Stored items:
* * *
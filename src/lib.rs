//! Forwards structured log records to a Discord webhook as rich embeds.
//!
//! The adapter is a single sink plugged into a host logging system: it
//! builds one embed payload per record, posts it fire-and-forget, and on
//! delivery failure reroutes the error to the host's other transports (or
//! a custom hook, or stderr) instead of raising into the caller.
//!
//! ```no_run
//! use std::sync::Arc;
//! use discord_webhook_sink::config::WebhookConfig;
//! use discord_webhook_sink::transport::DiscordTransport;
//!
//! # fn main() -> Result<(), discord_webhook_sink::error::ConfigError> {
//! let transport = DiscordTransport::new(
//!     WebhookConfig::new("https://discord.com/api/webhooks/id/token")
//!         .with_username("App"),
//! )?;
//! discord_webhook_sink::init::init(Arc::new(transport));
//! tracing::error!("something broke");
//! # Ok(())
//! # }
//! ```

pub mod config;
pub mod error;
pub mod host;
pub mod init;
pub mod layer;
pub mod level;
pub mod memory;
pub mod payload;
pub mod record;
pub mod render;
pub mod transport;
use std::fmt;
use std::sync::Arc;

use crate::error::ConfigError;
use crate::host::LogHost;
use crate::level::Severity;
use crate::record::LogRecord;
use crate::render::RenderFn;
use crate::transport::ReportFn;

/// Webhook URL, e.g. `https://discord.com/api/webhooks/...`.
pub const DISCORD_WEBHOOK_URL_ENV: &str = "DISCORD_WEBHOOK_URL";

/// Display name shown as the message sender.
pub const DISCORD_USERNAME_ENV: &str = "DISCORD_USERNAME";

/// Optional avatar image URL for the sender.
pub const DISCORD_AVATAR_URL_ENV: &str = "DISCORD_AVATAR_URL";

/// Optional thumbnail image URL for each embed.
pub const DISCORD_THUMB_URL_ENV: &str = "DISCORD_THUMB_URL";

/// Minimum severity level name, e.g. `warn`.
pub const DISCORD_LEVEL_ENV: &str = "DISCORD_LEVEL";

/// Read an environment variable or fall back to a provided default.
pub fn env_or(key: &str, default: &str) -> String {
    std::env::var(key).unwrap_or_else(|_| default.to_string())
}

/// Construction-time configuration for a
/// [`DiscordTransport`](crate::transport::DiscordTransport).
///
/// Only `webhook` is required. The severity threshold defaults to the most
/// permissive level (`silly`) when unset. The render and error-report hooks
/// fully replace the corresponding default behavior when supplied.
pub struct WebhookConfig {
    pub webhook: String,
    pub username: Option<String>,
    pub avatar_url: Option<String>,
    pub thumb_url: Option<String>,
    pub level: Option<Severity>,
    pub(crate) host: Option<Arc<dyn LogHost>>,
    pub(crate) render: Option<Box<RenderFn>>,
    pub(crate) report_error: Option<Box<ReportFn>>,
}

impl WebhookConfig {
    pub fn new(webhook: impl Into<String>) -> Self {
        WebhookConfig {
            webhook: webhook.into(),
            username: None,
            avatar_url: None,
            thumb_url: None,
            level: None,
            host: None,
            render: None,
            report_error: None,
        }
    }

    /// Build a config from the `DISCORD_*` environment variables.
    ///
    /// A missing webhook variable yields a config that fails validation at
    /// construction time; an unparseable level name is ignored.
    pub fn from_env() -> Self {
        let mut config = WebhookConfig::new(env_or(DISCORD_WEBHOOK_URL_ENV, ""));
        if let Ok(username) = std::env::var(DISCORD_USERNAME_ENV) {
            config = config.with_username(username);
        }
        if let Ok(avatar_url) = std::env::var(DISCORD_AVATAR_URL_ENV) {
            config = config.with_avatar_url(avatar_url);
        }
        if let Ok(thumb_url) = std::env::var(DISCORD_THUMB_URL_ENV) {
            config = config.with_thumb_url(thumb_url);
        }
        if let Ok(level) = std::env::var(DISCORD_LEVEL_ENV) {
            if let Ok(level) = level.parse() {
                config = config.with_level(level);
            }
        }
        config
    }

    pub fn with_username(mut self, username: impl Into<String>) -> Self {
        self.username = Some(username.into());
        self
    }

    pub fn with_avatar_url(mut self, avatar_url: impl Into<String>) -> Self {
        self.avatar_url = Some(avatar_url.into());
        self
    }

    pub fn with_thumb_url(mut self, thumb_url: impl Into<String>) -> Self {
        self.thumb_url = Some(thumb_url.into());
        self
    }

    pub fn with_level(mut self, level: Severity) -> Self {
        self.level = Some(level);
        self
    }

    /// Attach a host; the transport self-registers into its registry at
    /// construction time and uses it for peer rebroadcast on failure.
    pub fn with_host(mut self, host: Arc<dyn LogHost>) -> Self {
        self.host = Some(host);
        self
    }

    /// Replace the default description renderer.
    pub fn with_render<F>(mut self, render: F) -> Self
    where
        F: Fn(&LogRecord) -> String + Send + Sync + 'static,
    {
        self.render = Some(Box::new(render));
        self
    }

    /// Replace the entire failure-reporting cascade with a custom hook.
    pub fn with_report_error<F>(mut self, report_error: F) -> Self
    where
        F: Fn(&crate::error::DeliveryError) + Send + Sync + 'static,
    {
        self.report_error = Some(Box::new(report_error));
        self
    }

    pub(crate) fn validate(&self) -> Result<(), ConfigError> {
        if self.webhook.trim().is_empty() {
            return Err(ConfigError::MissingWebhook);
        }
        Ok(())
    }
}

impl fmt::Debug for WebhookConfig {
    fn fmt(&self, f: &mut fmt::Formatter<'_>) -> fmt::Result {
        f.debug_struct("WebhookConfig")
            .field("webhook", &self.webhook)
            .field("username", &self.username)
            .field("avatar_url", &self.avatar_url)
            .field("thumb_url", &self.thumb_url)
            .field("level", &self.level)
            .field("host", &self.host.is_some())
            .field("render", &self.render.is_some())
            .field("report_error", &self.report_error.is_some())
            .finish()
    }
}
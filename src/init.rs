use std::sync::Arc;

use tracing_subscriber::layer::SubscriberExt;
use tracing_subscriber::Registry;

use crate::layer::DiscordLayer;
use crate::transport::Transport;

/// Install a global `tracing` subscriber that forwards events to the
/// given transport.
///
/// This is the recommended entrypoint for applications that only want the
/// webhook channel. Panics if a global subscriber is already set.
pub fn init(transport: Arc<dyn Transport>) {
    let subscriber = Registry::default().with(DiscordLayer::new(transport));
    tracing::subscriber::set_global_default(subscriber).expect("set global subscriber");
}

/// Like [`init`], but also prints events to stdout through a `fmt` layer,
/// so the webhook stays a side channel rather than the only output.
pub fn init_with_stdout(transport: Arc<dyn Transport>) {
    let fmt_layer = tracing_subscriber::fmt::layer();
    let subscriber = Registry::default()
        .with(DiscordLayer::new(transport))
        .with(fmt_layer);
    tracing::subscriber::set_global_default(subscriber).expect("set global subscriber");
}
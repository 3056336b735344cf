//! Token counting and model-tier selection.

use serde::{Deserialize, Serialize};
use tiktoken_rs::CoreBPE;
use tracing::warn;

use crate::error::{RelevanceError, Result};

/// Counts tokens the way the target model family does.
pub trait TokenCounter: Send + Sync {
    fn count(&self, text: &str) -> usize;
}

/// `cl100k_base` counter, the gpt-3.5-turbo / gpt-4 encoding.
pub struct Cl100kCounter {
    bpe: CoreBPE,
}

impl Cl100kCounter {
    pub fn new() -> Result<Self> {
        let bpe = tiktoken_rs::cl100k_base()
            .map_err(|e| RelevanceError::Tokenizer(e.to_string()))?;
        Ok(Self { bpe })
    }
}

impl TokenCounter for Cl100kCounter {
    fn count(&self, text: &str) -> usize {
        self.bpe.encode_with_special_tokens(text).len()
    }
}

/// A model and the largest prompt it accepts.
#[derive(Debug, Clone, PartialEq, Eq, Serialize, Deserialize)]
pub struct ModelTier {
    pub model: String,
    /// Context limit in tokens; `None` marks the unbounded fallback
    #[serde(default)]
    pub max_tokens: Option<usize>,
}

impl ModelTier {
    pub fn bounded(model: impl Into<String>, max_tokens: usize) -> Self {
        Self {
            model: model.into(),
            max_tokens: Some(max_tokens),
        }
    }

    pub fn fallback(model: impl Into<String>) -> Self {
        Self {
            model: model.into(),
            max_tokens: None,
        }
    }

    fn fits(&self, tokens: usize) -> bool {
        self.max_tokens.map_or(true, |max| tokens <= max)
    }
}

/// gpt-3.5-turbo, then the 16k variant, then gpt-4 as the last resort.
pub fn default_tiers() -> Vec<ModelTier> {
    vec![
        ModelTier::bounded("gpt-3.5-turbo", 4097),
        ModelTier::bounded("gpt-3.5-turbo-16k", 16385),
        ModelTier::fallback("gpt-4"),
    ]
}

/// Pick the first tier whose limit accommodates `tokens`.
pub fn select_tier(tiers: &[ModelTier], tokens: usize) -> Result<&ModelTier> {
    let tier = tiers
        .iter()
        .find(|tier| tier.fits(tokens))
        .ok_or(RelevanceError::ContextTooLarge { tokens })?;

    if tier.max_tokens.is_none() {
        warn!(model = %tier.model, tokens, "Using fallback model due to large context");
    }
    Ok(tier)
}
* * *
Wherever the word "fallback" occurs in the data above, copy the line it sits in.

EXERCISE SOLUTION:
    /// Context limit in tokens; `None` marks the unbounded fallback
    pub fn fallback(model: impl Into<String>) -> Self {
        ModelTier::fallback("gpt-4"),
        warn!(model = %tier.model, tokens, "Using fallback model due to large context");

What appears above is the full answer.